### Task prompt:
Search the records for the string "true" and report how many lines contain it, with nothing else.

%%

//! Arrow RecordBatch conversion for stored rows
//!
//! Table layout: `id` (utf8), `document` (nullable utf8), `metadata`
//! (nullable utf8 holding a JSON object) and `embedding` (fixed-size list of
//! float32 whose width is taken from the first row written).

use std::sync::Arc;

use anyhow::{anyhow, Result};
use arrow::array::{Array, ArrayRef, FixedSizeListArray, FixedSizeListBuilder, Float32Array, StringArray};
use arrow::datatypes::{DataType, Field, Schema};
use arrow::record_batch::RecordBatch;

use crate::vector_store::{Embedding, Metadata};

pub const DISTANCE_COLUMN: &str = "_distance";

#[derive(Debug, Clone, PartialEq)]
pub struct StoredRow {
  pub id: String,
  pub document: Option<String>,
  pub metadata: Option<Metadata>,
  pub embedding: Embedding,
  /// Only set on rows coming back from a vector search
  pub distance: Option<f32>,
}

/// Convert rows to a RecordBatch. Every row must carry an embedding of the same width.
pub fn rows_to_arrow_batch(rows: &[StoredRow]) -> Result<RecordBatch> {
  let dimension = validate_rows(rows)?;
  let schema = create_row_schema(dimension);

  let ids = StringArray::from(rows.iter().map(|r| r.id.as_str()).collect::<Vec<_>>());
  let documents = StringArray::from(rows.iter().map(|r| r.document.as_deref()).collect::<Vec<_>>());
  let metadatas = StringArray::from(
    rows
      .iter()
      .map(|r| r.metadata.as_ref().map(serde_json::to_string).transpose())
      .collect::<std::result::Result<Vec<_>, _>>()?,
  );
  let embeddings = create_embedding_array(rows, dimension);

  let columns: Vec<ArrayRef> = vec![Arc::new(ids), Arc::new(documents), Arc::new(metadatas), Arc::new(embeddings)];
  RecordBatch::try_new(schema, columns).map_err(|e| anyhow!("Failed to create RecordBatch: {}", e))
}

fn validate_rows(rows: &[StoredRow]) -> Result<usize> {
  let first = rows.first().ok_or_else(|| anyhow!("Cannot create RecordBatch from empty rows"))?;
  let dimension = first.embedding.len();
  if dimension == 0 {
    return Err(anyhow!("Row '{}' has no embedding", first.id));
  }
  if let Some(row) = rows.iter().find(|r| r.embedding.len() != dimension) {
    return Err(anyhow!(
      "embedding dimension {} of '{}' does not match dimension {}",
      row.embedding.len(),
      row.id,
      dimension
    ));
  }
  Ok(dimension)
}

fn create_row_schema(dimension: usize) -> Arc<Schema> {
  Arc::new(Schema::new(vec![
    Field::new("id", DataType::Utf8, false),
    Field::new("document", DataType::Utf8, true),
    Field::new("metadata", DataType::Utf8, true),
    Field::new(
      "embedding",
      DataType::FixedSizeList(Arc::new(Field::new("item", DataType::Float32, true)), dimension as i32),
      false,
    ),
  ]))
}

fn create_embedding_array(rows: &[StoredRow], dimension: usize) -> FixedSizeListArray {
  let mut builder = FixedSizeListBuilder::new(Float32Array::builder(dimension * rows.len()), dimension as i32);
  for row in rows {
    builder.values().append_slice(&row.embedding);
    builder.append(true);
  }
  builder.finish()
}

/// Read rows back out of a scan or search result batch
pub fn batch_to_rows(batch: &RecordBatch) -> Result<Vec<StoredRow>> {
  let ids = string_column(batch, "id")?;
  let documents = string_column(batch, "document")?;
  let metadatas = string_column(batch, "metadata")?;
  let embeddings = batch
    .column_by_name("embedding")
    .ok_or_else(|| anyhow!("Missing 'embedding' column"))?
    .as_any()
    .downcast_ref::<FixedSizeListArray>()
    .ok_or_else(|| anyhow!("Failed to cast 'embedding' column to FixedSizeListArray"))?;
  let distances = batch
    .column_by_name(DISTANCE_COLUMN)
    .and_then(|col| col.as_any().downcast_ref::<Float32Array>());

  let mut rows = Vec::with_capacity(batch.num_rows());
  for i in 0..batch.num_rows() {
    let metadata = match optional_value(metadatas, i) {
      Some(raw) => Some(serde_json::from_str::<Metadata>(raw)?),
      None => None,
    };
    let values = embeddings.value(i);
    let embedding = values
      .as_any()
      .downcast_ref::<Float32Array>()
      .map(|floats| floats.values().to_vec())
      .unwrap_or_default();

    rows.push(StoredRow {
      id: ids.value(i).to_string(),
      document: optional_value(documents, i).map(str::to_string),
      metadata,
      embedding,
      distance: distances.filter(|d| !d.is_null(i)).map(|d| d.value(i)),
    });
  }
  Ok(rows)
}

fn string_column<'a>(batch: &'a RecordBatch, column_name: &str) -> Result<&'a StringArray> {
  batch
    .column_by_name(column_name)
    .ok_or_else(|| anyhow!("Missing '{}' column", column_name))?
    .as_any()
    .downcast_ref::<StringArray>()
    .ok_or_else(|| anyhow!("Failed to cast '{}' column to StringArray", column_name))
}

fn optional_value(array: &StringArray, i: usize) -> Option<&str> {
  (!array.is_null(i)).then(|| array.value(i))
}

#[cfg(test)]
mod tests {
  use serde_json::json;

  use super::*;

  fn row(id: &str, embedding: Vec<f32>) -> StoredRow {
    StoredRow { id: id.to_string(), document: None, metadata: None, embedding, distance: None }
  }

  #[test]
  fn test_rows_survive_arrow_conversion() {
    let mut first = row("product_p1", vec![0.1, 0.2, 0.3]);
    first.document = Some("name: Wireless Earbuds".to_string());
    first.metadata = json!({"product_id": "p1", "price": 59.9}).as_object().cloned();
    let second = row("product_p2", vec![0.4, 0.5, 0.6]);

    let batch = rows_to_arrow_batch(&[first.clone(), second.clone()]).unwrap();
    assert_eq!(batch.num_rows(), 2);
    assert_eq!(batch_to_rows(&batch).unwrap(), vec![first, second]);
  }

  #[test]
  fn test_rejects_empty_and_ragged_rows() {
    assert!(rows_to_arrow_batch(&[]).is_err());
    assert!(rows_to_arrow_batch(&[row("a", vec![])]).is_err());
    assert!(rows_to_arrow_batch(&[row("a", vec![1.0, 2.0]), row("b", vec![1.0])]).is_err());
  }

  #[test]
  fn test_schema_width_follows_rows() {
    let batch = rows_to_arrow_batch(&[row("a", vec![1.0; 5])]).unwrap();
    let field = batch.schema().field_with_name("embedding").unwrap().clone();
    assert!(matches!(field.data_type(), DataType::FixedSizeList(_, 5)));
  }
}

%%

### Reply to the exercise:
4